## [EXERCISE]
Write only the count of lines that hold the word "const" in the listing.

━━━━

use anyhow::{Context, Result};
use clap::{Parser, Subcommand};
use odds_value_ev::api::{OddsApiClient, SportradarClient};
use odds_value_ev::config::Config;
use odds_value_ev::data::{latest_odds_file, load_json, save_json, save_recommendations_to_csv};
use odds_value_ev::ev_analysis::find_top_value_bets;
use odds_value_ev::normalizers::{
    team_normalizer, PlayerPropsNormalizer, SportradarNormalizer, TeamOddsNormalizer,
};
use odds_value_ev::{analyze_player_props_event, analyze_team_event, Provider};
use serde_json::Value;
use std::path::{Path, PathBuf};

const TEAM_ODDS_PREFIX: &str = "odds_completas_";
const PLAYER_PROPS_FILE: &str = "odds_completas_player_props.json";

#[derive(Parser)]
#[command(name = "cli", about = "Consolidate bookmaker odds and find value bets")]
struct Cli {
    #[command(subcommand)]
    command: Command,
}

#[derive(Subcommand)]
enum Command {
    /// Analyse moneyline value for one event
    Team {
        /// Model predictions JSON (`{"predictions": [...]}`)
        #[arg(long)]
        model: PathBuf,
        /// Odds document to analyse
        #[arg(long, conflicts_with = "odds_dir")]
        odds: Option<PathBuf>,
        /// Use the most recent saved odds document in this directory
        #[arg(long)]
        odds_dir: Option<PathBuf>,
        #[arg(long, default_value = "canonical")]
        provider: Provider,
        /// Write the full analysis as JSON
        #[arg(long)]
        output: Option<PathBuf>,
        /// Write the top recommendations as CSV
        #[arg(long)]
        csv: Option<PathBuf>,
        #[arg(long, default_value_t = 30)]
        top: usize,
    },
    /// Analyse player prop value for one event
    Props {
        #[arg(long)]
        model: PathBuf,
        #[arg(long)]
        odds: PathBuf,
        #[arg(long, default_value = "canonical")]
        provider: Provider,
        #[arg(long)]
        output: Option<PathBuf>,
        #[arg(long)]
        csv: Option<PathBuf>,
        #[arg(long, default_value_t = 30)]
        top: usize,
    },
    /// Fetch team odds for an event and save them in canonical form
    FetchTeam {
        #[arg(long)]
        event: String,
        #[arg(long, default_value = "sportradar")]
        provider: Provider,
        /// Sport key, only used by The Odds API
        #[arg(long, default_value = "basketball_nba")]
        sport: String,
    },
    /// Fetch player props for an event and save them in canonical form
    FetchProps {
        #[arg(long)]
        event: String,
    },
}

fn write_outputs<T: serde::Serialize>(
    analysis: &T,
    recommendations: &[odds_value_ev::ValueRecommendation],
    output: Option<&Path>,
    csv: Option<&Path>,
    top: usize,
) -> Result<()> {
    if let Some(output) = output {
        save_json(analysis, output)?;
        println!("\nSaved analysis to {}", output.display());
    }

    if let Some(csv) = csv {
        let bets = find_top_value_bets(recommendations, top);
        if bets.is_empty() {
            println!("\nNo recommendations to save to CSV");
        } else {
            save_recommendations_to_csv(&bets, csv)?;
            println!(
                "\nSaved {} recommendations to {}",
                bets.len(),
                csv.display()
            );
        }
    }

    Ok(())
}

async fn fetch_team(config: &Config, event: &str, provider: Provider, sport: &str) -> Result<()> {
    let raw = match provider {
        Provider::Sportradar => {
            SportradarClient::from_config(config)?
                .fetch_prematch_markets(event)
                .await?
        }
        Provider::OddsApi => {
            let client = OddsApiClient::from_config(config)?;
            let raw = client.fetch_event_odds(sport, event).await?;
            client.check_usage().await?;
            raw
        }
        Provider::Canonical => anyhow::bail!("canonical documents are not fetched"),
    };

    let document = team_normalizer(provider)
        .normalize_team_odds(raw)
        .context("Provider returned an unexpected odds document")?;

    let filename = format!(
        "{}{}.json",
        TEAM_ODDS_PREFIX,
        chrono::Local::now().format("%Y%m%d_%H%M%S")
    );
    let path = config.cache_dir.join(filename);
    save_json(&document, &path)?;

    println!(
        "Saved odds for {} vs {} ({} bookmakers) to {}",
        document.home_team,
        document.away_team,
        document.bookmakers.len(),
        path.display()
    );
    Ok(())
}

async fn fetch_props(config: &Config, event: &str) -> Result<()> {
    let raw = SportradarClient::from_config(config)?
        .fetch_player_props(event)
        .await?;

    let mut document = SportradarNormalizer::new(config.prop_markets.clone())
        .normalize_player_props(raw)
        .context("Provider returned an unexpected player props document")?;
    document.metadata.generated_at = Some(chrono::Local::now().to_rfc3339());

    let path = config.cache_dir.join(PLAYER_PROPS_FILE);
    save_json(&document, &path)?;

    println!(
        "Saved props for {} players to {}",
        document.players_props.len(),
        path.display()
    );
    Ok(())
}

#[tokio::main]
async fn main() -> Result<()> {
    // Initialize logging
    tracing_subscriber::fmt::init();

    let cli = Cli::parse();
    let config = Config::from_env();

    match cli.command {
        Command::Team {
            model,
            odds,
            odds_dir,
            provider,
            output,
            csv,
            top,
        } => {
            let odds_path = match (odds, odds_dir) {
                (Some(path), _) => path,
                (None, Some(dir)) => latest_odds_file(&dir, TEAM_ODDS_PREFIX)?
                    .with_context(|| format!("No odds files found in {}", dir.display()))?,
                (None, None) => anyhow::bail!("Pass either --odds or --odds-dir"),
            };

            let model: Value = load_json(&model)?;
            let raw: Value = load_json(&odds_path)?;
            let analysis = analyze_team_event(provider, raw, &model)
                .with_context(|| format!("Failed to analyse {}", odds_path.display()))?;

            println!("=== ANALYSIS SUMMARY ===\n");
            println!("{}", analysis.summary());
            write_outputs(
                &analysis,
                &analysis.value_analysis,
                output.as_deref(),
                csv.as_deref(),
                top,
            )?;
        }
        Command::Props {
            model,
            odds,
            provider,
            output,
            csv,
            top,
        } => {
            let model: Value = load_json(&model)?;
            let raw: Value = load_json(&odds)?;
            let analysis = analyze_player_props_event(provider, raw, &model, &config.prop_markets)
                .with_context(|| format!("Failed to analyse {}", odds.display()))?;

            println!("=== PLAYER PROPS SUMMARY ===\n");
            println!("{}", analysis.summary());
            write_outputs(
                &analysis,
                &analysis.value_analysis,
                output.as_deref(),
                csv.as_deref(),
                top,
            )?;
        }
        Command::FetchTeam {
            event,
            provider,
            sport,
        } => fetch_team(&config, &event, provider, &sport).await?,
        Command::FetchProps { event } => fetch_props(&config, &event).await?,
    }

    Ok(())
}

━━━━

## [ANSWER FOR THIS EXERCISE]
2